Стоя на пороге под светом лампочки, Игорь почувствовал, что глубинная суть Инги сохранилась. Время не смогло изменить эту женщину, не превратило её в другого, неизвестного человека. Пусть на её лице появились морщинки, которых раньше никогда не было, взгляд стал жёстче, в улыбке, которую она пыталась изобразить, чувствовалась скрываемая горечь, но за всеми слоями эмоций на мир смотрела та же самая личность, что запомнилась Игорю из времени его юности.

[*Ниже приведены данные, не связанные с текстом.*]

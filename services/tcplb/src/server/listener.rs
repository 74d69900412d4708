//! Client-facing listener, plain TCP or TLS.

use std::io;
use std::net::SocketAddr;
use std::pin::Pin;
use std::task::{Context, Poll};
use std::time::Duration;

use tokio::io::{AsyncRead, AsyncWrite, ReadBuf};
use tokio::net::{TcpListener, TcpStream};
use tokio::time::timeout;
use tokio_rustls::server::TlsStream;
use tokio_rustls::TlsAcceptor;
use tracing::{info, warn};

use crate::error::{ProxyError, SetupError};

/// How accepted sockets are turned into client streams.
#[derive(Clone)]
pub enum Acceptor {
    Plain,
    Tls(TlsAcceptor),
}

impl Acceptor {
    pub fn is_tls(&self) -> bool {
        matches!(self, Acceptor::Tls(_))
    }

    /// Finish accepting `stream`, running the TLS handshake if enabled.
    pub async fn accept(
        &self,
        stream: TcpStream,
        handshake_timeout: Duration,
    ) -> Result<ClientStream, ProxyError> {
        match self {
            Acceptor::Plain => Ok(ClientStream::Plain(stream)),
            Acceptor::Tls(acceptor) => {
                match timeout(handshake_timeout, acceptor.accept(stream)).await {
                    Ok(Ok(tls)) => Ok(ClientStream::Tls(Box::new(tls))),
                    Ok(Err(e)) => Err(ProxyError::Handshake(e)),
                    Err(_) => Err(ProxyError::Handshake(io::Error::new(
                        io::ErrorKind::TimedOut,
                        "handshake timeout",
                    ))),
                }
            }
        }
    }
}

/// A client connection after the listener is done with it.
pub enum ClientStream {
    Plain(TcpStream),
    Tls(Box<TlsStream<TcpStream>>),
}

impl AsyncRead for ClientStream {
    fn poll_read(
        mut self: Pin<&mut Self>,
        cx: &mut Context<'_>,
        buf: &mut ReadBuf<'_>,
    ) -> Poll<io::Result<()>> {
        match &mut *self {
            ClientStream::Plain(stream) => Pin::new(stream).poll_read(cx, buf),
            ClientStream::Tls(stream) => Pin::new(stream.as_mut()).poll_read(cx, buf),
        }
    }
}

impl AsyncWrite for ClientStream {
    fn poll_write(
        mut self: Pin<&mut Self>,
        cx: &mut Context<'_>,
        buf: &[u8],
    ) -> Poll<io::Result<usize>> {
        match &mut *self {
            ClientStream::Plain(stream) => Pin::new(stream).poll_write(cx, buf),
            ClientStream::Tls(stream) => Pin::new(stream.as_mut()).poll_write(cx, buf),
        }
    }

    fn poll_flush(mut self: Pin<&mut Self>, cx: &mut Context<'_>) -> Poll<io::Result<()>> {
        match &mut *self {
            ClientStream::Plain(stream) => Pin::new(stream).poll_flush(cx),
            ClientStream::Tls(stream) => Pin::new(stream.as_mut()).poll_flush(cx),
        }
    }

    fn poll_shutdown(mut self: Pin<&mut Self>, cx: &mut Context<'_>) -> Poll<io::Result<()>> {
        match &mut *self {
            ClientStream::Plain(stream) => Pin::new(stream).poll_shutdown(cx),
            ClientStream::Tls(stream) => Pin::new(stream.as_mut()).poll_shutdown(cx),
        }
    }
}

/// A bound listener plus the way its connections are accepted.
pub struct Listener {
    listener: TcpListener,
    acceptor: Acceptor,
}

impl Listener {
    /// Bind `addr`. A bare `:port` address binds all interfaces, IPv6 and
    /// IPv4 both, falling back to IPv4 only on hosts without IPv6.
    pub async fn bind(addr: &str, acceptor: Acceptor) -> Result<Self, SetupError> {
        let mut bind_addr = normalize_listen_addr(addr);
        let listener = match TcpListener::bind(&bind_addr).await {
            Ok(listener) => listener,
            Err(e) if is_bare_port(addr) => {
                warn!(bind_addr = %bind_addr, error = %e, "IPv6 bind failed, using IPv4 only");
                bind_addr = format!("0.0.0.0{}", addr.trim());
                TcpListener::bind(&bind_addr).await.map_err(|source| SetupError::Bind {
                    addr: bind_addr.clone(),
                    source,
                })?
            }
            Err(source) => {
                return Err(SetupError::Bind {
                    addr: bind_addr,
                    source,
                })
            }
        };

        info!(
            bind_addr = %bind_addr,
            tls = acceptor.is_tls(),
            "Listener bound"
        );

        Ok(Self { listener, acceptor })
    }

    pub fn local_addr(&self) -> io::Result<SocketAddr> {
        self.listener.local_addr()
    }

    pub fn acceptor(&self) -> &Acceptor {
        &self.acceptor
    }

    pub async fn accept(&self) -> io::Result<(TcpStream, SocketAddr)> {
        self.listener.accept().await
    }
}

fn is_bare_port(addr: &str) -> bool {
    addr.trim().starts_with(':')
}

/// `:8080` -> `[::]:8080`; anything else unchanged.
pub fn normalize_listen_addr(addr: &str) -> String {
    let addr = addr.trim();
    if is_bare_port(addr) {
        format!("[::]{addr}")
    } else {
        addr.to_string()
    }
}

/// Client IP as a string, without the port.
///
/// IPv4 clients of a dual-stack listener arrive as `::ffff:a.b.c.d`; they
/// are reported in plain dotted form so filters and limits see one spelling.
pub fn client_ip(peer: &SocketAddr) -> String {
    peer.ip().to_canonical().to_string()
}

Игорь стоял на пороге в синих спортивных штанах, растянутых на коленях и линялой байковой рубашке, своим видом напоминавшей содержимое банки рыбных консервов. Его борода была скорее результатом запущенности, нежели осознанным выбором элемента внешности. Ещё Игорь выглядел очень усталым, будто бы он целыми днями вёл с кем-то изнурительный поединок.
Пришло время ему открыть рот и произнести хотя бы одно слово, но он несколько минут стоял, не зная, с чего начать разговор с женщиной, которую заочно считал давно умершей. В мозгу застыл один единственный вопрос, волновавший Игоря больше всего: 'Почему ты пришла?'. Он догадывался об ответе, что крылся в прошлом. И от этого испытывал страх, который заставил его вместо самого главного вопроса произнести лишь:
- Здравствуй, - наконец сказал Игорь, опустив глаза и прислонившись плечом к дверному косяку.
Инга ещё раз попыталась улыбнуться, но у неё получилось лишь растянуть губы, глаза её смотрели на Игоря с тревогой.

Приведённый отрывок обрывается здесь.